TO:      Applied Epi, Inc.

DATE:    ---------------------------------

RE:      Non-Qualified Restricted Stock Option Agreement dated January 2, 2001

         A. EXERCISE OF OPTION. I hereby elect to exercise the stock option
identified above with respect to the following number of shares of Restricted
Stock (the "Option Shares"), effective as of the date stated above:

            No. of Option Shares to be purchased:                 shares
                                                      -----------

            Option Price per Share:                   $0.05 per share

            Total Purchase Price:                     $
                                                       ------------------

            Payment of the Total Purchase Price for the Option Shares in the
amount stated above is enclosed with this Notice of Exercise.

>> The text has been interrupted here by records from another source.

use crate::step::StepName;
use std::time::Duration;
use thiserror::Error;

/// Errors raised by step registration and by engine runs.
///
/// Registration errors ([`EngineError::InvalidStep`], [`EngineError::DuplicateStep`])
/// are returned synchronously and leave the registry untouched. Everything else
/// surfaces as the failure of an [`Engine::execute`](crate::Engine::execute) call.
///
/// # Non-Exhaustive
///
/// New variants may be added, so matches need a wildcard arm:
///
/// ```
/// use junban::EngineError;
///
/// fn describe(error: &EngineError) -> String {
///     match error {
///         EngineError::Timeout { limit, .. } => format!("gave up after {:?}", limit),
///         EngineError::DuplicateStep(name) => format!("{} registered twice", name),
///         other => other.to_string(),
///     }
/// }
/// ```
#[derive(Error, Debug)]
#[non_exhaustive]
pub enum EngineError {
    /// The step cannot be placed in the registry.
    #[error("Invalid step '{step_name}': {reason}")]
    InvalidStep {
        /// Name of the rejected step
        step_name: StepName,
        /// Why it was rejected
        reason: String,
    },

    /// The same step reference is already registered and duplicates are rejected.
    #[error("Step already registered: {0}")]
    DuplicateStep(StepName),

    /// A per-step or whole-run time limit was exceeded.
    ///
    /// Displays as the carried message, `Timed out after {ms} ms` unless overridden.
    #[error("{message}")]
    Timeout {
        /// The limit that was exceeded
        limit: Duration,
        /// Human-readable message
        message: String,
    },

    /// A step failed.
    ///
    /// The engine never produces this itself; it is a ready-made variant for
    /// step implementations. Whatever error a step returns is propagated as is.
    #[error("Step failed: {step_name}, details: {details}")]
    StepError {
        /// The name of the step that failed
        step_name: StepName,
        /// Details about the failure
        details: String,
    },

    /// A raced operation was cancelled by the runtime before it settled.
    #[error("Operation interrupted: {0}")]
    Interrupted(String),
}

impl EngineError {
    /// Builds a [`EngineError::Timeout`] with the default message.
    pub fn timeout(limit: Duration) -> Self {
        Self::Timeout {
            limit,
            message: format!("Timed out after {} ms", limit.as_millis()),
        }
    }

    /// Returns `true` for [`EngineError::Timeout`].
    pub fn is_timeout(&self) -> bool {
        matches!(self, Self::Timeout { .. })
    }
}

/// Result alias used across the crate.
pub type Result<T, E = EngineError> = std::result::Result<T, E>;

            Please prepare the stock certificate in the following name(s):



         B. PURCHASER'S REPRESENTATIONS. I hereby represent, warrant and agree
as follows:

            1. ACCESS TO INFORMATION. In connection with the exercise of the
Option and the purchase of the Option Shares, I have had access to information
about the business and financial condition of the Company and have had the
opportunity to ask questions of, and receive answers from, the management of the
Company as to the business and financial condition of the Company.

            2. PURCHASE FOR OWN ACCOUNT. I am acquiring the Option Shares for
investment and solely for my own account and without the intention of reselling
or redistributing the Option Shares. I agree that I will not sell or otherwise
dispose of the Option Shares in a manner inconsistent with such representations.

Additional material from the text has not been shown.